Теплой июньской ночью, когда только-только закончилась гроза, я лежал на своей кровати и не мог уснуть. Вспоминать-смотреть с Петром мульты надоело. Учиться болела голова. Просто лежал без движения и смотрел в потолок, изучая каждый завиток росписи. Ребёнок постепенно уснул, а я так и валялся, утопая в перинах. Размышлял над интересной возможностью доставшегося мне организма спать по частям. Удивительно, что почти и не уставал, даже если общий на нас двоих с Петром объём бодрствования превышал две трети суток. А отдохнуть мне надо было. Играя вечером с Андреем в шашки, я решил, что бесполезное времяпрепровождение во дворце надо разбавить полезным делом. Ведь есть такие замечательные таблицы — как таблицы Брадиса. Будучи студентом на первом курсе, много листал их, решая задачки по матану. Тут они нам здорово пригодились бы — инженерных калькуляторов нет, а заново рассчитывать значения логарифмов и тригонометрических функций — дело хлопотное. Вспомню я, конечно, едва половину таблиц, но не воспользоваться открывшимися возможностями детально воспроизводить раз увиденное — грех перед историей. Жалко, что навигационные таблицы не штудировал в своё время. Положил себе утром попросить Кузьму (так звали подьячего) перелиновать бумагу по-другому — под четырёхзначные числа. Если сильно голову не напрягать, то можно раз в день по табличке зарисовывать. Сколько ещё болеть не осталось, а всё польза для прогрессорства будет.

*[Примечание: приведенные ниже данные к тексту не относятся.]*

//! Core types and constants

use chrono::NaiveDate;
use serde::{Deserialize, Serialize};

/// Trading date of a daily bar
pub type Date = NaiveDate;

/// Price type (using f64 for precision)
pub type Price = f64;

/// Quantity/volume type
pub type Volume = f64;

/// Names of the base OHLCV columns every table carries
pub const BASE_COLUMNS: [&str; 5] = ["open", "high", "low", "close", "volume"];

/// One daily OHLCV observation
#[derive(Debug, Clone, Copy, PartialEq, Serialize, Deserialize)]
pub struct PriceRow {
    pub date: Date,
    pub open: Price,
    pub high: Price,
    pub low: Price,
    pub close: Price,
    pub volume: Volume,
}

impl PriceRow {
    /// Create a new row
    pub fn new(date: Date, open: Price, high: Price, low: Price, close: Price, volume: Volume) -> Self {
        Self {
            date,
            open,
            high,
            low,
            close,
            volume,
        }
    }

    /// Check prices are positive and finite and volume is non-negative
    pub fn is_valid(&self) -> bool {
        let prices = [self.open, self.high, self.low, self.close];
        prices.iter().all(|p| p.is_finite() && *p > 0.0)
            && self.volume.is_finite()
            && self.volume >= 0.0
    }

    /// Typical price (high + low + close) / 3
    pub fn typical_price(&self) -> Price {
        (self.high + self.low + self.close) / 3.0
    }
}
//! Indicator math over plain column slices
//!
//! Every function here takes whole columns and returns a column of the same
//! length. Undefined cells are `NaN` (or infinite where a division by zero
//! produced them) and are never filtered out.

pub mod ema;
pub mod momentum;
pub mod rolling;
pub mod trend;
pub mod volatility;
pub mod volume;

pub use ema::ExponentialMovingAverage;
pub use momentum::{commodity_channel_index, rsi, stochastic_oscillator, WilderRsi};
pub use rolling::RollingWindow;
pub use trend::{macd, moving_average_spread, parabolic_sar, ParabolicSar, SarAcceleration};
pub use volatility::{average_true_range, bollinger, return_volatility, true_range};
pub use volume::{accumulation_distribution, chaikin_oscillator, on_balance_volume, volume_ratio};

Решился всё-таки выпить лекарство. Хоть забудусь! Уже потянулся за небольшим серебряным стаканчиком, когда из передней послышался глухой звук падения и звон разбитого стекла. Тут же запахло дымом. Понял — это упала и разбилась керосинка. Не одеваясь, как есть в ночной сорочке, я рванул к выходу. Наша с царицей часть дворца была деревянной, и сгореть в ней можно было легко. Вскакивая, я захватил парчовое покрывало.

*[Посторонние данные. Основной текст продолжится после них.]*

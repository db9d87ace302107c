//! Feature engine configuration

use crate::error::{FeatureError, Result};
use serde::{Deserialize, Serialize};

fn default_volatility_windows() -> Vec<usize> {
    vec![5, 21, 60]
}

/// Every tunable parameter of the feature pipeline.
///
/// Defaults reproduce the standard column set (`macd_9_day`, `ma_50_200`,
/// `21d_volatility`, ...). Column names are derived from these values, so
/// changing a window also changes the name of its column.
#[derive(Debug, Clone, PartialEq, Deserialize, Serialize)]
#[serde(default)]
pub struct FeatureConfig {
    pub macd_fast: usize,
    pub macd_slow: usize,
    pub macd_signal: usize,
    pub ma_short: usize,
    pub ma_long: usize,
    pub sar_step: usize,
    pub sar_acceleration: f64,
    pub sar_acceleration_step: f64,
    pub sar_acceleration_max: f64,
    pub stochastic_window: usize,
    pub cci_window: usize,
    pub cci_scale: f64,
    pub rsi_period: usize,
    pub volatility_windows: Vec<usize>,
    pub bollinger_window: usize,
    pub bollinger_width: f64,
    pub atr_window: usize,
    pub volume_lookback: usize,
    pub chaikin_fast: usize,
    pub chaikin_slow: usize,
    /// Run independent stages on the rayon pool
    pub parallel: bool,
}

impl Default for FeatureConfig {
    fn default() -> Self {
        Self {
            macd_fast: 12,
            macd_slow: 26,
            macd_signal: 9,
            ma_short: 50,
            ma_long: 200,
            sar_step: 5,
            sar_acceleration: 0.02,
            sar_acceleration_step: 0.02,
            sar_acceleration_max: 0.2,
            stochastic_window: 14,
            cci_window: 20,
            cci_scale: 0.15,
            rsi_period: 14,
            volatility_windows: default_volatility_windows(),
            bollinger_window: 21,
            bollinger_width: 2.0,
            atr_window: 14,
            volume_lookback: 21,
            chaikin_fast: 3,
            chaikin_slow: 10,
            parallel: true,
        }
    }
}

impl FeatureConfig {
    /// Check parameters for values no indicator can work with
    pub fn validate(&self) -> Result<()> {
        let windows = [
            ("macd_fast", self.macd_fast),
            ("macd_slow", self.macd_slow),
            ("macd_signal", self.macd_signal),
            ("ma_short", self.ma_short),
            ("ma_long", self.ma_long),
            ("sar_step", self.sar_step),
            ("stochastic_window", self.stochastic_window),
            ("cci_window", self.cci_window),
            ("rsi_period", self.rsi_period),
            ("bollinger_window", self.bollinger_window),
            ("atr_window", self.atr_window),
            ("volume_lookback", self.volume_lookback),
            ("chaikin_fast", self.chaikin_fast),
            ("chaikin_slow", self.chaikin_slow),
        ];
        for (name, value) in windows {
            if value == 0 {
                return Err(FeatureError::Config(format!("{} must be greater than 0", name)));
            }
        }

        if self.volatility_windows.iter().any(|&w| w == 0) {
            return Err(FeatureError::Config(
                "volatility_windows must all be greater than 0".to_string(),
            ));
        }

        let mut unique = self.volatility_windows.clone();
        unique.sort_unstable();
        unique.dedup();
        if unique.len() != self.volatility_windows.len() {
            return Err(FeatureError::Config(
                "volatility_windows contains duplicates".to_string(),
            ));
        }

        if self.macd_fast >= self.macd_slow {
            return Err(FeatureError::Config(format!(
                "macd_fast ({}) must be shorter than macd_slow ({})",
                self.macd_fast, self.macd_slow
            )));
        }

        if self.ma_short == self.ma_long || self.chaikin_fast == self.chaikin_slow {
            return Err(FeatureError::Config(
                "short and long windows must differ".to_string(),
            ));
        }

        if !(self.sar_acceleration > 0.0 && self.sar_acceleration_step >= 0.0) {
            return Err(FeatureError::Config(
                "SAR acceleration must be positive".to_string(),
            ));
        }

        if self.sar_acceleration_max < self.sar_acceleration {
            return Err(FeatureError::Config(format!(
                "sar_acceleration_max ({}) is below the starting acceleration ({})",
                self.sar_acceleration_max, self.sar_acceleration
            )));
        }

        if !(self.cci_scale > 0.0 && self.bollinger_width > 0.0) {
            return Err(FeatureError::Config(
                "cci_scale and bollinger_width must be positive".to_string(),
            ));
        }

        Ok(())
    }

    pub fn ma_short_column(&self) -> String {
        format!("ma_{}_day", self.ma_short)
    }

    pub fn ma_long_column(&self) -> String {
        format!("ma_{}_day", self.ma_long)
    }

    pub fn ma_spread_column(&self) -> String {
        format!("ma_{}_{}", self.ma_short, self.ma_long)
    }

    pub fn macd_signal_column(&self) -> String {
        format!("macd_{}_day", self.macd_signal)
    }

    pub fn volatility_column(window: usize) -> String {
        format!("{}d_volatility", window)
    }
}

На одном дыхании проскочил крестовую и кабинет. В передней упавшая со стола лампа облила обои и одну из лавок. Как назло эта лавка была покрыта сукном, мгновенно впитавшим горючую жидкость. Огонь уже поднимался по обоям к самому потолку. Смотреть долго не стал, побежал дальше в сени на улицу. Там раздавались крики — "Пожар! Горим!". Послышался топот ног. Гулко ударил колокол.
Выскакивая из передней, я столкнулся с летящим навстречу Андреем.
— Куда! Назад! Там пожар! — Толкнул его обратно.
— Государь! Жив! Вот счастье-то! Вот счастье!
Меня окружила толпа царедворцев. Кто-то накинул шубу. Кто-то пытался поднять мою ногу и сунуть её в сапоги. Тут же стрельцы тащили вёдра с водой и стали заскакивать в комнату. Другие выливали воду прямо на стены. Причитала Родионовна. Какие-то хлопы вытаскивали из огня сохранившиеся вещи.